Carnival and Society in Trinidad, 1783-1941: The Vulgarity of Truth and the Hypocrisy of Power

Class legislation is the order of this land

We are ruled by an iron hand

Britain boast of equality

For the dominant race in this colony

But all British coloured subjects

In Perpetual slavery.

-- Lord Protector

I) Introduction

The history of the Trinidad Carnival is embedded within the history of the formation of new centers of social, political, and economic power within Trinidad. Carnival does not merely reflect these transformations in the larger context in which it occurs but is one way through which those changes become known, are manifested, and experienced. This essay traces how the Carnival has been the site for a battle for cultural and political expression, an on-going yearly encounter between the powerful and the powerless, an occasion for vigorous protests and the object of social control. Through the Carnival an intense debate exploring the foundation and basis of cultural identity occurs.

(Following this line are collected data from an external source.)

// src/context/tokens.rs
//
// Approximate token accounting without a real tokenizer. The downstream
// generator tokenizes for itself; this only has to keep prompts safely
// under its limit, so a chars/4 heuristic with a safety margin is enough.

use serde::{Deserialize, Serialize};
use tracing::debug;

use super::ConversationMessage;

/// Token ceiling of the downstream generation model.
pub const MAX_TOKENS: usize = 800_000;

/// Fraction of the ceiling held back as a safety margin.
pub const SAFETY_MARGIN: f64 = 0.1;

/// Messages shorter than this are dropped instead of truncated further.
const MIN_TRUNCATED_CHARS: usize = 50;

/// Approximate characters per token.
const CHARS_PER_TOKEN: usize = 4;

#[derive(Debug, Clone, Copy, Serialize, Deserialize)]
#[serde(rename_all = "camelCase")]
pub struct TokenInfo {
    pub estimated_tokens: usize,
    pub max_tokens: usize,
    pub is_over_limit: bool,
    pub truncation_needed: bool,
}

/// Estimate the token cost of a text: ceil(chars / 4).
pub fn estimate_tokens(text: &str) -> usize {
    text.chars().count().div_ceil(CHARS_PER_TOKEN)
}

/// Total estimated tokens across a message list.
pub fn total_tokens(messages: &[ConversationMessage]) -> usize {
    messages.iter().map(|m| estimate_tokens(&m.content)).sum()
}

/// Analyze current usage against the budget. Truncation is flagged well
/// before the hard limit so reduction happens ahead of a rejected request.
pub fn analyze_tokens(current_tokens: usize) -> TokenInfo {
    let max_allowed = (MAX_TOKENS as f64 * (1.0 - SAFETY_MARGIN)).floor() as usize;

    TokenInfo {
        estimated_tokens: current_tokens,
        max_tokens: max_allowed,
        is_over_limit: current_tokens > max_allowed,
        truncation_needed: current_tokens as f64 > max_allowed as f64 * 0.8,
    }
}

/// Strategic truncation down to a target token count.
///
/// Keeps the first message (the conversational anchor), then admits the most
/// recent messages newest-first while they fit, then shrinks message bodies
/// if the set still overflows. Running this on an already-fitting list is a
/// no-op, so repeated application is stable.
pub fn smart_truncate(
    messages: &[ConversationMessage],
    target_tokens: usize,
) -> Vec<ConversationMessage> {
    if messages.is_empty() {
        return Vec::new();
    }

    let current = total_tokens(messages);
    if current <= target_tokens {
        return messages.to_vec();
    }

    let anchor = &messages[0];
    let mut used = estimate_tokens(&anchor.content);

    // Admit recent messages newest-first; stop at the first one that
    // would push past the target.
    let mut kept_recent: Vec<&ConversationMessage> = Vec::new();
    for message in messages[1..].iter().rev() {
        let cost = estimate_tokens(&message.content);
        if used + cost > target_tokens {
            break;
        }
        used += cost;
        kept_recent.push(message);
    }

    let mut result: Vec<ConversationMessage> = Vec::with_capacity(kept_recent.len() + 1);
    result.push(anchor.clone());
    result.extend(kept_recent.into_iter().rev().cloned());

    // The greedy pass can only overflow when the anchor alone is too large;
    // shrink bodies to what the remaining budget allows.
    if total_tokens(&result) > target_tokens {
        result = shrink_messages(&result, target_tokens);
    }

    debug!(
        "messages truncated: {} -> {} entries",
        messages.len(),
        result.len()
    );

    result
}

/// Shrink message bodies to fit the target: each message gets the remaining
/// budget in characters; too-small allowances drop the message entirely.
fn shrink_messages(
    messages: &[ConversationMessage],
    target_tokens: usize,
) -> Vec<ConversationMessage> {
    let mut result = Vec::new();
    let mut used = 0usize;

    for message in messages {
        let mut content = message.content.clone();
        let mut cost = estimate_tokens(&content);

        if used + cost > target_tokens {
            let allowed_chars = target_tokens.saturating_sub(used) * CHARS_PER_TOKEN;
            if allowed_chars <= MIN_TRUNCATED_CHARS {
                continue;
            }
            content = format!(
                "{}...",
                content.chars().take(allowed_chars).collect::<String>()
            );
            cost = estimate_tokens(&content);
        }

        result.push(ConversationMessage {
            content,
            ..message.clone()
        });
        used += cost;

        if used >= target_tokens {
            break;
        }
    }

    result
}

/// Reduce a message list only when the budget analysis calls for it.
pub fn optimize_context_window(messages: Vec<ConversationMessage>) -> Vec<ConversationMessage> {
    let info = analyze_tokens(total_tokens(&messages));
    if info.truncation_needed {
        debug!(
            "context window optimization needed: current {}, max {}",
            info.estimated_tokens, info.max_tokens
        );
        return smart_truncate(&messages, info.max_tokens);
    }
    messages
}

Every Carnival provides an opportunity for the society to examine itself, for commentators, moralists, and ideologues to pontificate on the moral condition and social organization of the society. One part of the nation eagerly anticipates the coming revelries and the chance to turn the world upside down while another part steels itself for yet another period of vulgarity, obscenity, and profligacy, another venal "bacchanal." Yet another part may leave the island entirely. Carnival has been a lightning rod for the collective anxieties and fears of the nation.

Trinidad Carnival may be described as both a ritual of rebellion in which the pretensions, hypocrisies, and social conventions of dominant social groups are mocked and subverted by subordinate groups and as a ritual of solidarity in which the social order and status quo are re-legitimized and celebrated. The Carnival has often been portrayed as a national festival distinguishing "the people" from their alien rulers as in the colonial era or as epitomizing racial harmony and fluid class boundaries as in the post-Independence era. Yet it always reveals and enacts deeply felt and long-standing social divisions.

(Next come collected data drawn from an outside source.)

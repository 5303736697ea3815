// src/emotion/fusion.rs
//
// Confidence-weighted fusion of per-channel VAD estimates into one score.
// Facial expression is weighted highest (most diagnostic of felt emotion),
// free text lowest (most open to conscious control).

use anyhow::{bail, Result};

use super::normalize::{normalize_confidence, normalize_vad};
use super::types::{ModalityInput, VadScore};
use crate::config::AttuneConfig;

/// Base channel weights before confidence scaling.
pub const BASE_WEIGHT_FACIAL: f64 = 0.40;
pub const BASE_WEIGHT_VOICE: f64 = 0.35;
pub const BASE_WEIGHT_TEXT: f64 = 0.25;

/// Number of modality channels the engine can fuse.
const CHANNEL_COUNT: usize = 3;

/// Per-channel base weight table, validated once at startup.
#[derive(Debug, Clone, Copy)]
pub struct ChannelWeights {
    pub facial: f64,
    pub voice: f64,
    pub text: f64,
}

impl Default for ChannelWeights {
    fn default() -> Self {
        Self {
            facial: BASE_WEIGHT_FACIAL,
            voice: BASE_WEIGHT_VOICE,
            text: BASE_WEIGHT_TEXT,
        }
    }
}

/// Fusion result: one VAD score plus an aggregate confidence.
#[derive(Debug, Clone, Copy, PartialEq)]
pub struct FusedVad {
    pub vad: VadScore,
    pub confidence: f64,
}

pub struct FusionEngine {
    weights: ChannelWeights,
}

impl FusionEngine {
    /// Build an engine from a weight table. A zero, negative, or non-finite
    /// weight is a configuration error and aborts initialization.
    pub fn new(weights: ChannelWeights) -> Result<Self> {
        for (name, w) in [
            ("facial", weights.facial),
            ("voice", weights.voice),
            ("text", weights.text),
        ] {
            if !w.is_finite() || w <= 0.0 {
                bail!("invalid fusion weight for {name} channel: {w}");
            }
        }
        Ok(Self { weights })
    }

    pub fn from_config(config: &AttuneConfig) -> Result<Self> {
        Self::new(ChannelWeights {
            facial: config.fusion_weight_facial,
            voice: config.fusion_weight_voice,
            text: config.fusion_weight_text,
        })
    }

    /// Normalize each present channel and collect (vad, confidence, base weight).
    fn present_channels(&self, input: &ModalityInput) -> Vec<(VadScore, f64, f64)> {
        let mut channels = Vec::with_capacity(CHANNEL_COUNT);
        if let Some(facial) = &input.facial {
            channels.push((
                normalize_vad(facial.vad_score),
                normalize_confidence(facial.confidence),
                self.weights.facial,
            ));
        }
        if let Some(voice) = &input.voice {
            channels.push((
                normalize_vad(voice.vad_score),
                normalize_confidence(voice.confidence),
                self.weights.voice,
            ));
        }
        if let Some(text) = &input.text {
            channels.push((
                normalize_vad(text.vad_score),
                normalize_confidence(text.confidence),
                self.weights.text,
            ));
        }
        channels
    }

    /// Effective weights (base × confidence) normalized over present channels.
    /// Empty input yields an empty vector, never a division by zero.
    pub fn normalized_weights(channels: &[(VadScore, f64, f64)]) -> Vec<f64> {
        let total: f64 = channels.iter().map(|(_, conf, base)| base * conf).sum();
        if total <= 0.0 {
            return Vec::new();
        }
        channels
            .iter()
            .map(|(_, conf, base)| base * conf / total)
            .collect()
    }

    /// Fuse zero-to-three channels into one VAD score plus aggregate confidence.
    ///
    /// With no channels present the neutral point is returned at confidence
    /// 0.5: "no signal" is itself a well-defined answer, not an error.
    pub fn fuse(&self, input: &ModalityInput) -> FusedVad {
        let channels = self.present_channels(input);
        if channels.is_empty() {
            return FusedVad {
                vad: VadScore::NEUTRAL,
                confidence: 0.5,
            };
        }

        let weights = Self::normalized_weights(&channels);

        let mut vad = VadScore::new(0.0, 0.0, 0.0);
        for ((channel_vad, _, _), weight) in channels.iter().zip(&weights) {
            vad.valence += channel_vad.valence * weight;
            vad.arousal += channel_vad.arousal * weight;
            vad.dominance += channel_vad.dominance * weight;
        }

        FusedVad {
            vad: normalize_vad(vad),
            confidence: Self::aggregate_confidence(&channels),
        }
    }

    /// Mean channel confidence scaled by a modality-count bonus, so agreement
    /// across channels raises confidence but a single channel cannot reach
    /// the top of the range on its own.
    fn aggregate_confidence(channels: &[(VadScore, f64, f64)]) -> f64 {
        let avg: f64 =
            channels.iter().map(|(_, conf, _)| conf).sum::<f64>() / channels.len() as f64;
        let count_bonus = (channels.len() as f64 / CHANNEL_COUNT as f64).min(1.0);
        avg * (0.7 + 0.3 * count_bonus)
    }
}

Each generation has added new elements to the Carnival while other aspects diminish in importance. Largely innovations have come from those social groups called the "grass roots," the urban unemployed and under employed, sometimes the criminal element which is vilified by the middle classes as violent, disruptive, and vulgar. It is just these groups who have maintained the vitality of Carnival and undermined every attempt by the "respectable" classes to appropriate the festival and turn it into nothing more than a pretty banality, a shabby nationalism, an inebriated frenzy, a giant street fete, or "a beer and a bath suit" in the words of mas' designer Peter Minshall.

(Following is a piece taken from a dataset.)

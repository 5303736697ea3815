// src/prompt/mod.rs

mod builder;

pub use builder::{build_chat_prompt, CBT_SYSTEM_PROMPT};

Attempts are being made by the government and a variety of business interests to make the Carnival a commercially viable enterprise by applying modern marketing, advertising, and administrative practices to the national, regional, and international promotion, presentation, and planning of the festival. Such efforts to make the Carnival more profitable and professional conflict with those locally oriented aspects of the festival which have emerged out of the grass roots and emphasize the destruction of social hierarchies and serve as a viable cultural expression of the dispossessed and working classes of Trinidad. Nostalgia abounds for a golden age of masquerade marked by a form of costume production which resembled a "mystery school" more than a Broadway spectacular and enabled dreams of power and glory. The current era is characterized by the assembly line production of indistinguishable costumes bought and sold in a market transaction; a grim indication of the loss of the true Carnival spirit to those who know another Carnival from their childhood and young adulthood.

With changes in the political, cultural, and economic context within which the Carnival is organized, administered, and experienced, anxiety over the future direction of the festival, its place within the Trinidadian cultural context, and the future of the society itself is intensified. This essay explores the ways significant transformations in Trinidadian society have been manifested through the Carnival from 1783 to 1941 the last year Carnival was held until the end of World War II.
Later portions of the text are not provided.